Fig. 4. SARSeq robustly detects SARS-CoV-2 in patient samples.

A H₂O control plate of SARSeq with three primer pairs, namely N1, N3, and ribosome in the presence of RTC as well as N1 and N3 scavenger spike-ins. B SARSeq on a gargle-QuickExtract plate in the absence of reverse transcriptase. No false-positive wells were detected. Sample QC scores high due to the absence of RTC reads while DNA templated ribosomal amplicon is observed. C Analysis of 576 samples obtained by swab and collected in VTM. D Independent replicate of C based on the same inactivated patient swab. Color codes depict read counts and sample quality score for C and D. E Two independent N1 TaqMan qPCR runs on samples used for C and D. Ct values of both runs are plotted against each other. Color code: red: sample scoring positive in both qPCR replicates, orange: sample scoring once, black: sample scoring negative. Stochastic and latest detection of SARS-CoV-2 at cycle 36. F Venn diagram of reproducibility for all samples scoring positive with Ct 36 or less for at least one qPCR replicate.

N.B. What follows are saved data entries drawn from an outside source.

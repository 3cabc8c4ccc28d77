//! Builds Lua functions from routine source.

use std::sync::OnceLock;

use mlua::{Function, Lua};
use regex::Regex;

use crate::engine;
use crate::error::{PlumeError, Result};
use crate::host::RoutineMetadata;

/// Extra parameters every trigger routine receives after its declared ones.
pub const TRIGGER_PARAMS: [&str; 10] = [
    "NEW",
    "OLD",
    "TG_NAME",
    "TG_WHEN",
    "TG_LEVEL",
    "TG_OP",
    "TG_RELID",
    "TG_TABLE_NAME",
    "TG_TABLE_SCHEMA",
    "TG_ARGV",
];

pub const INLINE_BLOCK_NAME: &str = "inline_code_block";

const LUA_KEYWORDS: &[&str] = &[
    "and", "break", "do", "else", "elseif", "end", "false", "for", "function", "goto", "if", "in",
    "local", "nil", "not", "or", "repeat", "return", "then", "true", "until", "while",
];

fn is_identifier(name: &str) -> bool {
    let mut chars = name.chars();
    let Some(first) = chars.next() else {
        return false;
    };
    (first.is_ascii_alphabetic() || first == '_')
        && chars.all(|ch| ch.is_ascii_alphanumeric() || ch == '_')
        && !LUA_KEYWORDS.contains(&name)
}

/// Declared names in order; unnamed or unusable names become `_1`, `_2`, ...
pub fn parameter_names(meta: &RoutineMetadata) -> Vec<String> {
    let mut names: Vec<String> = meta
        .input_args()
        .iter()
        .enumerate()
        .map(|(idx, (name, _))| match name {
            Some(name) if is_identifier(name) => name.to_string(),
            _ => format!("_{}", idx + 1),
        })
        .collect();
    if meta.is_trigger() {
        names.extend(TRIGGER_PARAMS.iter().map(|name| name.to_string()));
    }
    names
}

/// Wraps the body so its first line stays line 1 in diagnostics.
pub fn synthesize(params: &[String], source: &str) -> String {
    format!("return function({}) {}\nend", params.join(", "), source)
}

fn chunk_name(name: &str) -> String {
    format!("={name}")
}

pub(crate) fn compile<'lua>(lua: &'lua Lua, meta: &RoutineMetadata) -> Result<Function<'lua>> {
    let chunk = synthesize(&parameter_names(meta), &meta.source);
    let name = chunk_name(&meta.name);
    log::debug!("compiling routine {} ({})", meta.name, meta.oid);
    lua.load(chunk.as_str())
        .set_name(name.as_str())
        .eval::<Function>()
        .map_err(|err| compile_error(&meta.name, err))
}

pub(crate) fn compile_inline<'lua>(lua: &'lua Lua, source: &str) -> Result<Function<'lua>> {
    let chunk = synthesize(&[], source);
    let name = chunk_name(INLINE_BLOCK_NAME);
    lua.load(chunk.as_str())
        .set_name(name.as_str())
        .eval::<Function>()
        .map_err(|err| compile_error(INLINE_BLOCK_NAME, err))
}

/// Compiles in a throwaway state without running or caching anything.
pub fn check(meta: &RoutineMetadata) -> Result<()> {
    let lua = Lua::new();
    let chunk = synthesize(&parameter_names(meta), &meta.source);
    let name = chunk_name(&meta.name);
    lua.load(chunk.as_str())
        .set_name(name.as_str())
        .into_function()
        .map(|_| ())
        .map_err(|err| compile_error(&meta.name, err))
}

fn position_pattern() -> &'static Regex {
    static PATTERN: OnceLock<Regex> = OnceLock::new();
    PATTERN.get_or_init(|| Regex::new(r"^[^:\n]*:(\d+): ").expect("position pattern should compile"))
}

fn compile_error(routine: &str, err: mlua::Error) -> PlumeError {
    let raw = match err {
        mlua::Error::SyntaxError { message, .. } => message,
        other => return engine::convert_error(other),
    };
    let (line, message) = match position_pattern().captures(&raw) {
        Some(caps) => {
            let line = caps.get(1).and_then(|m| m.as_str().parse::<usize>().ok());
            let rest = caps
                .get(0)
                .map(|whole| raw[whole.end()..].to_string())
                .unwrap_or_else(|| raw.clone());
            (line, rest)
        }
        None => (None, raw),
    };
    let message = match line {
        Some(line) => format!("line {line}: {message}"),
        None => message,
    };
    PlumeError::Compile {
        routine: routine.to_string(),
        message,
        line,
    }
}

#[cfg(test)]
mod tests {
    use super::*;
    use crate::host::{ArgMode, RoutineKind};
    use crate::types;

    fn meta(source: &str, names: Vec<Option<String>>, return_type: u32) -> RoutineMetadata {
        RoutineMetadata {
            oid: 42,
            name: "demo".to_string(),
            source: source.to_string(),
            language: "plume".to_string(),
            kind: RoutineKind::Function,
            returns_set: false,
            arg_types: names.iter().map(|_| types::INT4).collect(),
            arg_modes: names.iter().map(|_| ArgMode::In).collect(),
            arg_names: names,
            return_type,
            owner: 10,
        }
    }

    #[test]
    fn parameters_fall_back_to_positional_names() {
        let routine = meta(
            "return 1",
            vec![Some("a".into()), None, Some("end".into())],
            types::INT4,
        );
        assert_eq!(parameter_names(&routine), ["a", "_2", "_3"]);
        let trigger = meta("return NEW", Vec::new(), types::TRIGGER);
        assert_eq!(parameter_names(&trigger), TRIGGER_PARAMS);
    }

    #[test]
    fn synthesized_body_keeps_source_lines() {
        let chunk = synthesize(&["a".to_string(), "b".to_string()], "return a + b");
        assert_eq!(chunk, "return function(a, b) return a + b\nend");
    }

    #[test]
    fn syntax_errors_report_source_line() {
        let routine = meta("local x = 1\nreturn x +", vec![], types::INT4);
        let err = check(&routine).expect_err("syntax error");
        match err {
            PlumeError::Compile { routine, line, message } => {
                assert_eq!(routine, "demo");
                assert_eq!(line, Some(3));
                assert!(message.starts_with("line 3: "), "{message}");
            }
            other => panic!("expected compile error, got {other:?}"),
        }
        assert!(check(&meta("return 1", vec![], types::INT4)).is_ok());
    }
}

G, H Comparison of NGS results by SARSeq to Ct values obtained by diagnostic qPCR. A set of 90 samples (including swabs and gargle in different buffers) was used for RNA extraction and qPCR measurements and in parallel aliquots of these samples were mixed either with QuickExtract or TCEP/EDTA and measured by SARSeq in triplicates and quadruplicates, respectively. We report the number of replicates in which we called a sample positive by NGS (with the N1 or N3 amplicon) relative to the qPCR Ct values. Not shown are 63 samples that were negative by qPCR and NGS.